Chinese name
- Traditional Chinese: 暗戰
- Simplified Chinese: 暗战

Standard Mandarin
- Hanyu Pinyin: Àn Zhàn

Yue: Cantonese
- Jyutping: Am3 Zin3
- Directed by: Johnnie To
- Written by: Yau Nai-hoi Laurent Courtiaud Julien Carbon
- Produced by: Johnnie To
- Starring: Andy Lau Sean Lau
- Cinematography: Cheng Siu-Keung
- Edited by: Andy Chan
- Music by: Raymond Wong
- Production companies: Win's Entertainment Milkyway Image
- Distributed by: China Star Entertainment Group
- Release date: 23 September 1999;
- Running time: 93 minutes
- Country: Hong Kong
- Language: Cantonese
- Box office: HK$14,651,824

= Running Out of Time (1999 film) =

1999 Hong Kong film by Johnnie To

Running Out of Time (; literal title: Hidden War) is a 1999 Hong Kong action thriller film produced and directed by Johnnie To and starring Andy Lau as a cancer-ridden criminal who challenges a police negotiator, played by Sean Lau, to a 72-hour battle of wits and courage. Andy Lau won his first Hong Kong Film Award for Best Actor in 2000 for his performance in the film. The film was followed by a sequel, Running Out of Time 2, which was released in 2001.

==Plot==

Inspector Ho Sheung-sang (Sean Lau) is a talented police negotiator who often goes unrecognized. He meets Cheung Wah (Andy Lau), a man with only weeks to live, who sets up an elaborate game to challenge Ho. Cheung first appears during a fake robbery at a finance company, using fake bullets and a mock bomb to pull Ho into a three-day contest. Cheung keeps outsmarting the police, escaping with clever disguises and careful planning. As the game progresses, Ho becomes increasingly determined to find out why Cheung chose him and what the game's real purpose is.
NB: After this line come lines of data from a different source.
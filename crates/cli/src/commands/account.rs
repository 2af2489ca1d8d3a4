// SPDX-License-Identifier: MIT
// Copyright (c) 2026 Alfred Jean LLC

use crate::error::{Error, Result};
use crate::sync::{RoundOutcome, Transport};

use super::{describe_outcome, Context};

/// Stores the token and runs the launch-time sync.
pub async fn login<T: Transport>(ctx: &Context<T>, token: &str) -> Result<RoundOutcome> {
    let token = token.trim();
    if token.is_empty() {
        return Err(Error::FieldEmpty { field: "Token" });
    }
    ctx.engine.tokens().save(token).await?;
    println!("Logged in");

    let outcome = ctx.engine.start().await;
    println!(
        "{}",
        describe_outcome(&outcome, ctx.engine.pending_count().await)
    );
    Ok(outcome)
}

/// Forgets the token and cached profile. Pending operations are kept.
pub async fn logout<T: Transport>(ctx: &Context<T>) -> Result<()> {
    ctx.engine.tokens().clear().await?;
    let pending = ctx.engine.pending_count().await;
    if pending > 0 {
        println!("Logged out ({} operation(s) still queued)", pending);
    } else {
        println!("Logged out");
    }
    Ok(())
}

#[cfg(test)]
#[path = "account_tests.rs"]
mod tests;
While Ho and Cheung play their game, Cheung also gets involved in a bigger conflict in the criminal underworld. He targets Baldy, a ruthless gangster who stole a valuable diamond and betrayed his old mentor, Peter Cheung, who turns out to be Cheung Wah’s late father. Cheung uses surveillance, sneaks into Baldy’s office, and pulls off a daring vault theft with a lookalike car and disguise to steal the diamond from Baldy. Meanwhile, Ho learns who Cheung really is and that he wants to avenge his father. Even though they are on opposite sides of the law, Ho and Cheung have to work together when Baldy’s men attack. Over time, they start to respect each other’s intelligence and determination.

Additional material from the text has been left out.